The answer boiled down to people killing other people.

Ethan knew it.

Six hundred years ago, an unparalleled wave of human sacrifice swept across Mesoamerica. Extending for hundreds of years, it colored every part of post-classic Mesoamerican culture. It posed without doubt the biggest unanswered question to arise in Central American archaeology in years, if not ever. The archaeological record provided absolutely no explanation. The cause of the three-fold increase in human ritual killings remained a mystery.

What Ethan did know was the timing.

The wave of human sacrifices started when the Plaza was buried.

The killing spread like a pond ripple extending the breadth of a continent. Ethan couldn't help but feel he stood where the stone had hit the water. The Plaza represented the epicenter. Whatever had happened — something profound enough to change history — it had started here. Then it was buried. The explanation lay here somewhere. All around him. He just needed to coordinate the right intellect and tools to unlock the answers.

Ethan wasn't surprised the answers were so hard to find. To date, their traditional methods of archaeology simply identified which cultures the Plaza didn't belong to. Everything they found was both excitingly new and obscenely obscure.

He couldn't blame their science. His team incorporated cutting edge archaeological methods. Volunteers logged every artifact with a GPS before they left the ground. Abigail was working up a first class pollen analysis. Test pits and trenches riddled the site like an ant farm.

And it wasn't the quality of material they were finding. Ironically, the Plaza remained incredibly well-preserved because it had been hidden and protected from the elements.

The excavation just wasn't turning up the types of artifacts associated with large scale cultural abandonment. Ethan had taught graduate courses specializing in site abandonment, but nothing they found shed any light.

It wasn't famine or war. It wasn't disease or crop failure. It wasn't a natural disaster.

What on earth was left?

A site this large, the most astounding architectural feat of the day, needed a pretty compelling reason to be abandoned. And why take such extraordinary lengths to bury the place? What were they hiding?

Ethan had one other important clue. Subtle changes occurred in cultural relics after the Plaza’s concealment. Depictions of gods became more chaotic and less benevolent. More monstrous and less human. More feared and less worshipped. The pictograms throughout the Plaza were the perfect example.

Ethan pinned high hopes on Joanne's analysis of the east bunker pictograms.

That's why he needed to find her right away.

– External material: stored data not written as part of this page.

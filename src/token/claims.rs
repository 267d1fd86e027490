//! Unverified claim extraction for compact JWTs.
//!
//! Only the payload segment is interpreted. Signatures are **not** checked:
//! the tokens handled here are either mounted by the platform or were just
//! returned by the upstream identity API, so they are trusted as-is. Never use
//! this to authenticate a token presented by a client.

use base64::{engine::general_purpose::URL_SAFE_NO_PAD, Engine};
use chrono::{DateTime, Utc};
use serde_json::{Map, Value};
use thiserror::Error;

/// Reasons a token's claims could not be extracted.
#[derive(Debug, Error, PartialEq, Eq)]
pub enum ClaimsError {
    #[error("token must have 3 dot-separated segments, found {0}")]
    Malformed(usize),

    #[error("{0} segment is not valid base64url")]
    Base64(&'static str),

    #[error("payload is not a JSON object")]
    Json,

    #[error("aud claim missing or not a string")]
    Audience,

    #[error("exp claim missing or not numeric")]
    Expiry,

    #[error("exp claim {0} is out of range")]
    ExpiryRange(i64),
}

/// The claims the token cache keys and expires entries on.
#[derive(Debug, Clone, PartialEq, Eq)]
pub struct TokenClaims {
    pub audience: String,
    pub expires_at: DateTime<Utc>,
}

/// Extract `aud` and `exp` from a compact JWT without verifying it.
pub fn extract_claims(token: &str) -> Result<TokenClaims, ClaimsError> {
    let segments: Vec<&str> = token.split('.').collect();
    if segments.len() != 3 {
        return Err(ClaimsError::Malformed(segments.len()));
    }

    URL_SAFE_NO_PAD
        .decode(segments[0])
        .map_err(|_| ClaimsError::Base64("header"))?;
    let payload = URL_SAFE_NO_PAD
        .decode(segments[1])
        .map_err(|_| ClaimsError::Base64("payload"))?;

    // Arrays and scalars are rejected, not matched by position
    let mut payload: Map<String, Value> =
        serde_json::from_slice(&payload).map_err(|_| ClaimsError::Json)?;

    let audience = match payload.remove("aud") {
        Some(Value::String(aud)) => aud,
        _ => return Err(ClaimsError::Audience),
    };

    // Fractional seconds are truncated
    let exp = payload
        .get("exp")
        .and_then(Value::as_f64)
        .ok_or(ClaimsError::Expiry)? as i64;
    let expires_at = DateTime::from_timestamp(exp, 0).ok_or(ClaimsError::ExpiryRange(exp))?;

    Ok(TokenClaims {
        audience,
        expires_at,
    })
}
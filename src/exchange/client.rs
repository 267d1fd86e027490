//! Two-stage workload identity federation: STS token exchange followed by
//! service account impersonation.

use anyhow::{Context, Result};
use async_trait::async_trait;
use serde::de::DeserializeOwned;
use serde::{Deserialize, Serialize};
use tracing::debug;

use super::config::ExchangeConfig;
use super::error::{ExchangeError, Stage};

/// Token exchange grant type (RFC 8693).
pub const GRANT_TYPE_TOKEN_EXCHANGE: &str = "urn:ietf:params:oauth:grant-type:token-exchange";

/// Scope requested for the federated access token.
pub const CLOUD_PLATFORM_SCOPE: &str = "https://www.googleapis.com/auth/cloud-platform";

/// Requested token type: OAuth 2.0 access token.
pub const TOKEN_TYPE_ACCESS_TOKEN: &str = "urn:ietf:params:oauth:token-type:access_token";

/// Subject token type: JWT.
pub const TOKEN_TYPE_JWT: &str = "urn:ietf:params:oauth:token-type:jwt";

/// Produces an audience-scoped identity token from a local subject token.
#[async_trait]
pub trait TokenPipeline: Send + Sync {
    /// Run the full pipeline once. Implementations must not cache.
    async fn run(&self, subject_token: &str, audience: &str) -> Result<String, ExchangeError>;
}

/// STS token exchange request (JSON body).
#[derive(Debug, Serialize)]
pub struct StsRequest<'a> {
    pub grant_type: &'a str,
    pub audience: &'a str,
    pub scope: &'a str,
    pub requested_token_type: &'a str,
    pub subject_token_type: &'a str,
    pub subject_token: &'a str,
}

/// STS token exchange response.
#[derive(Debug, Deserialize)]
pub struct StsResponse {
    #[serde(default)]
    pub access_token: Option<String>,
    #[serde(default)]
    pub expires_in: Option<u64>,
    #[serde(default)]
    pub token_type: Option<String>,
}

/// IAM Credentials `generateIdToken` request.
#[derive(Debug, Serialize)]
#[serde(rename_all = "camelCase")]
pub struct GenerateIdTokenRequest<'a> {
    pub audience: &'a str,
    pub include_email: bool,
}

/// IAM Credentials `generateIdToken` response.
#[derive(Debug, Deserialize)]
pub struct GenerateIdTokenResponse {
    #[serde(default)]
    pub token: Option<String>,
}

/// Pipeline backed by Google STS and IAM Credentials.
pub struct FederatedTokenPipeline {
    config: ExchangeConfig,
    http_client: reqwest::Client,
}

impl FederatedTokenPipeline {
    /// Create a pipeline; the configured timeout bounds each stage separately.
    pub fn new(config: ExchangeConfig) -> Result<Self> {
        let http_client = reqwest::Client::builder()
            .timeout(config.timeout)
            .build()
            .context("Failed to create HTTP client")?;

        Ok(Self {
            config,
            http_client,
        })
    }

    /// Stage 1: exchange the local subject token for a federated access token.
    pub async fn exchange_token(&self, subject_token: &str) -> Result<String, ExchangeError> {
        let stage = Stage::Exchange;
        let audience = self.config.workload_identity_audience();
        let request = StsRequest {
            grant_type: GRANT_TYPE_TOKEN_EXCHANGE,
            audience: &audience,
            scope: CLOUD_PLATFORM_SCOPE,
            requested_token_type: TOKEN_TYPE_ACCESS_TOKEN,
            subject_token_type: TOKEN_TYPE_JWT,
            subject_token,
        };

        debug!(url = %self.config.sts_url, audience = %audience, "Exchanging subject token");

        let response = self
            .http_client
            .post(&self.config.sts_url)
            .json(&request)
            .send()
            .await
            .map_err(|source| ExchangeError::Transport { stage, source })?;

        let sts: StsResponse = read_json(stage, response).await?;
        let access_token = sts.access_token.unwrap_or_default();
        if access_token.is_empty() {
            return Err(ExchangeError::EmptyToken { stage });
        }

        debug!(
            expires_in = ?sts.expires_in,
            token_type = ?sts.token_type,
            "Received federated access token"
        );

        Ok(access_token)
    }

    /// Stage 2: impersonate the service account to mint an identity token.
    pub async fn generate_identity_token(
        &self,
        access_token: &str,
        audience: &str,
    ) -> Result<String, ExchangeError> {
        let stage = Stage::Impersonation;
        let url = self.config.generate_id_token_url();
        let request = GenerateIdTokenRequest {
            audience,
            include_email: true,
        };

        debug!(url = %url, audience = %audience, "Generating identity token");

        let response = self
            .http_client
            .post(&url)
            .bearer_auth(access_token)
            .json(&request)
            .send()
            .await
            .map_err(|source| ExchangeError::Transport { stage, source })?;

        let iam: GenerateIdTokenResponse = read_json(stage, response).await?;
        match iam.token {
            Some(token) if !token.is_empty() => Ok(token),
            _ => Err(ExchangeError::EmptyToken { stage }),
        }
    }
}

#[async_trait]
impl TokenPipeline for FederatedTokenPipeline {
    async fn run(&self, subject_token: &str, audience: &str) -> Result<String, ExchangeError> {
        let access_token = self.exchange_token(subject_token).await?;
        self.generate_identity_token(&access_token, audience).await
    }
}

/// Check for a 200 and decode the body, keeping status errors, transport
/// errors and decode errors apart.
async fn read_json<T: DeserializeOwned>(
    stage: Stage,
    response: reqwest::Response,
) -> Result<T, ExchangeError> {
    let status = response.status();
    if status != reqwest::StatusCode::OK {
        let body = response.text().await.unwrap_or_default();
        return Err(ExchangeError::Status {
            stage,
            status,
            body,
        });
    }

    let body = response
        .bytes()
        .await
        .map_err(|source| ExchangeError::Transport { stage, source })?;

    serde_json::from_slice(&body).map_err(|source| ExchangeError::Decode { stage, source })
}
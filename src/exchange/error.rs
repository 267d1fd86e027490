//! Exchange pipeline errors.

use reqwest::StatusCode;
use std::fmt;
use thiserror::Error;

/// Pipeline stage an error came from.
#[derive(Debug, Clone, Copy, PartialEq, Eq)]
pub enum Stage {
    /// Subject token → federated access token (STS).
    Exchange,
    /// Access token → audience-scoped identity token (IAM Credentials).
    Impersonation,
}

impl Stage {
    /// Upstream service answering this stage.
    pub fn service(&self) -> &'static str {
        match self {
            Stage::Exchange => "STS",
            Stage::Impersonation => "IAM",
        }
    }

    /// Name of the token this stage must return.
    pub fn token_name(&self) -> &'static str {
        match self {
            Stage::Exchange => "access token",
            Stage::Impersonation => "identity token",
        }
    }
}

impl fmt::Display for Stage {
    fn fmt(&self, f: &mut fmt::Formatter<'_>) -> fmt::Result {
        match self {
            Stage::Exchange => write!(f, "token exchange"),
            Stage::Impersonation => write!(f, "impersonation"),
        }
    }
}

/// Failure of one exchange pipeline stage.
#[derive(Debug, Error)]
pub enum ExchangeError {
    /// The request never produced a response (connect, TLS, timeout).
    #[error("{stage} failed: could not call {}: {source}", .stage.service())]
    Transport {
        stage: Stage,
        #[source]
        source: reqwest::Error,
    },

    /// Upstream answered with something other than 200.
    #[error("{stage} failed: {} returned non-OK status: {status}, body: {body}", .stage.service())]
    Status {
        stage: Stage,
        status: StatusCode,
        body: String,
    },

    /// Upstream answered 200 with a body that is not the expected JSON.
    #[error("{stage} failed: failed to decode {} response: {source}", .stage.service())]
    Decode {
        stage: Stage,
        #[source]
        source: serde_json::Error,
    },

    /// Upstream answered 200 but left the token field empty.
    #[error("{stage} failed: empty {} received from {}", .stage.token_name(), .stage.service())]
    EmptyToken { stage: Stage },
}

impl ExchangeError {
    /// Stage the error came from.
    pub fn stage(&self) -> Stage {
        match self {
            ExchangeError::Transport { stage, .. }
            | ExchangeError::Status { stage, .. }
            | ExchangeError::Decode { stage, .. }
            | ExchangeError::EmptyToken { stage } => *stage,
        }
    }

    /// Short failure kind for structured logs.
    pub fn kind(&self) -> &'static str {
        match self {
            ExchangeError::Transport { .. } => "transport",
            ExchangeError::Status { .. } => "status",
            ExchangeError::Decode { .. } => "decode",
            ExchangeError::EmptyToken { .. } => "empty_token",
        }
    }
}

#[cfg(test)]
mod tests {
    use super::*;

    #[test]
    fn test_status_error_message() {
        let err = ExchangeError::Status {
            stage: Stage::Exchange,
            status: StatusCode::INTERNAL_SERVER_ERROR,
            body: "boom".to_string(),
        };
        assert_eq!(
            err.to_string(),
            "token exchange failed: STS returned non-OK status: 500 Internal Server Error, body: boom"
        );
        assert_eq!(err.stage(), Stage::Exchange);
        assert_eq!(err.kind(), "status");
    }

    #[test]
    fn test_empty_token_message() {
        let err = ExchangeError::EmptyToken {
            stage: Stage::Impersonation,
        };
        assert_eq!(
            err.to_string(),
            "impersonation failed: empty identity token received from IAM"
        );
    }
}
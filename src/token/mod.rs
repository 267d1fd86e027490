//! Identity token handling: unverified claim extraction and the
//! refresh-ahead token cache.

pub mod cache;
pub mod claims;

pub use cache::TokenCache;

/// Mint an HS256-signed token carrying `aud` and `exp`, as the identity API
/// would return (the signature is never checked here).
#[cfg(test)]
pub(crate) fn test_token(audience: &str, exp: i64) -> String {
    use jsonwebtoken::{encode, EncodingKey, Header};

    let claims = serde_json::json!({
        "aud": audience,
        "exp": exp,
        "iss": "https://accounts.google.com",
        "email": "injector@example-project.iam.gserviceaccount.com",
    });
    encode(
        &Header::default(),
        &claims,
        &EncodingKey::from_secret(b"test-secret-key-long-enough-for-hs256"),
    )
    .unwrap()
}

He had an online lecture to give at 9 am. Hopefully Joe had deciphered more pictograms in the last forty-eight hours. Maybe something fresh and exciting for the last lecture of the season. Unfortunately, Joe's self-confidence prevented her giving the lecture herself. Well, he was working on that too. The Plaza had a way of bringing out the best in people.

Ethan checked his watch and hurried toward the east bunker. No matter how much he planned, the end of season always caught him off guard. He started jogging. He couldn't miss the lecture. Subscriptions to his online lectures helped fund the excavation. He lectured by live feed every Tuesday and Thursday.

Cripes, where’s my cap? Oh, I’m wearing it.

He’d agreed to wear the cap during the feeds. The cap branded him a sellout to his fellow academic, but Ethan didn't care. He got the money he needed to do the research he wanted, and if his contemporaries didn't like his methods, they could sit on it and spin. Public relations were never something he’d thought much about before the Plaza, but he enjoyed lecturing to an ever-widening audience. Why shouldn't archaeology be part of popular culture? His research was exciting. Why should their discoveries be relegated to a twelve second gap filler between the upcoming wedding of some celebrity and the next best way to lose weight fast!